Each line of the data below holding the word "token" must be copied.

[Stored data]
◆ ◆ ◆ ◆
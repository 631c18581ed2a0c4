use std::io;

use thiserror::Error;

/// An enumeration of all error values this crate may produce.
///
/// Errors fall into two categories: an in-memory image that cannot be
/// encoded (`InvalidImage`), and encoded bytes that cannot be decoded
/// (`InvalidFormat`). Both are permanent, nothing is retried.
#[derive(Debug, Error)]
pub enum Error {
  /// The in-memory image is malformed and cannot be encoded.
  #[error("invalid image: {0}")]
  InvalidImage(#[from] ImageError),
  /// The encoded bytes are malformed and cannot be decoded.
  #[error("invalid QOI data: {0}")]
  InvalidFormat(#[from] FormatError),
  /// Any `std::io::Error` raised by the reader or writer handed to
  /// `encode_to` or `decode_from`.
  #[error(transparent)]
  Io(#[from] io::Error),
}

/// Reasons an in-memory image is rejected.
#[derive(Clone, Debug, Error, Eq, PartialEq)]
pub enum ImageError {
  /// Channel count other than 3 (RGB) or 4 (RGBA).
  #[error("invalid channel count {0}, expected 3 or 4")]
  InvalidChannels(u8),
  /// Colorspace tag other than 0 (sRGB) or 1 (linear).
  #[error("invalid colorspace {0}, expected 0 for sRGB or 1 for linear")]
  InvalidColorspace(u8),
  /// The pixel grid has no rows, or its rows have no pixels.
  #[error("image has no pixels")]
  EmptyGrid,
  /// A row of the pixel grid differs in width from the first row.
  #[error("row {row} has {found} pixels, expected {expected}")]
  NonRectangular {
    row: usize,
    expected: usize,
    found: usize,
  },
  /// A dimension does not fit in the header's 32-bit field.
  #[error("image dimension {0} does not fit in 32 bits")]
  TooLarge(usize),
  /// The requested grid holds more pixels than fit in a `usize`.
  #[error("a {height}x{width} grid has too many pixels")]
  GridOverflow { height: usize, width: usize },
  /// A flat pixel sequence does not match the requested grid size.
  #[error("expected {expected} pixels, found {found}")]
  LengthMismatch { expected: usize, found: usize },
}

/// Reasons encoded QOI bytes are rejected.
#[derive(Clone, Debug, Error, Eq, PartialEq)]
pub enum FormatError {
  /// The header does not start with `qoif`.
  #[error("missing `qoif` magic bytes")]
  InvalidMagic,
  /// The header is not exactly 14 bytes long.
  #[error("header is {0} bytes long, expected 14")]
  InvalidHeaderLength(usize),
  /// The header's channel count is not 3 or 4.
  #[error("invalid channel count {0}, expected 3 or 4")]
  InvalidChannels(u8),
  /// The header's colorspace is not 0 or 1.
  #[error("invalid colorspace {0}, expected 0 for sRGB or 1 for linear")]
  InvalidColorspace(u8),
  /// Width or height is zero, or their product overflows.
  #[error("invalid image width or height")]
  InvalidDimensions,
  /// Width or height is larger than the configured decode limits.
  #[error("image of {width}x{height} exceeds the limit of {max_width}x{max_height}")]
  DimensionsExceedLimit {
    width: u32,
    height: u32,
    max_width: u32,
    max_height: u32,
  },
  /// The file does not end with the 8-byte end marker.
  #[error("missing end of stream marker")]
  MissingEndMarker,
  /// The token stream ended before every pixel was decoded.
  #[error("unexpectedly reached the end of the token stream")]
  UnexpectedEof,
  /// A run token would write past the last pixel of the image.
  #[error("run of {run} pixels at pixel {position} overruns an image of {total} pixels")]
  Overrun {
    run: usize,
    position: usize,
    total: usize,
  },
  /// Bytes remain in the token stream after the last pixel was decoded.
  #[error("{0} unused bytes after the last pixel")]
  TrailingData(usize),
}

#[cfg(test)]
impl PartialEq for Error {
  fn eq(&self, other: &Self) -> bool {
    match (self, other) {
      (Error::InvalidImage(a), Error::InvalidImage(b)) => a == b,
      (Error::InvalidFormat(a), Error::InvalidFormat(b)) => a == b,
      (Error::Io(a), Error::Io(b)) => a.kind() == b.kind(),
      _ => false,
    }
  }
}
◆ ◆ ◆ ◆
SOLUTION TO THIS EXERCISE:
  /// The token stream ended before every pixel was decoded.
  #[error("unexpectedly reached the end of the token stream")]
  /// A run token would write past the last pixel of the image.
  /// Bytes remain in the token stream after the last pixel was decoded.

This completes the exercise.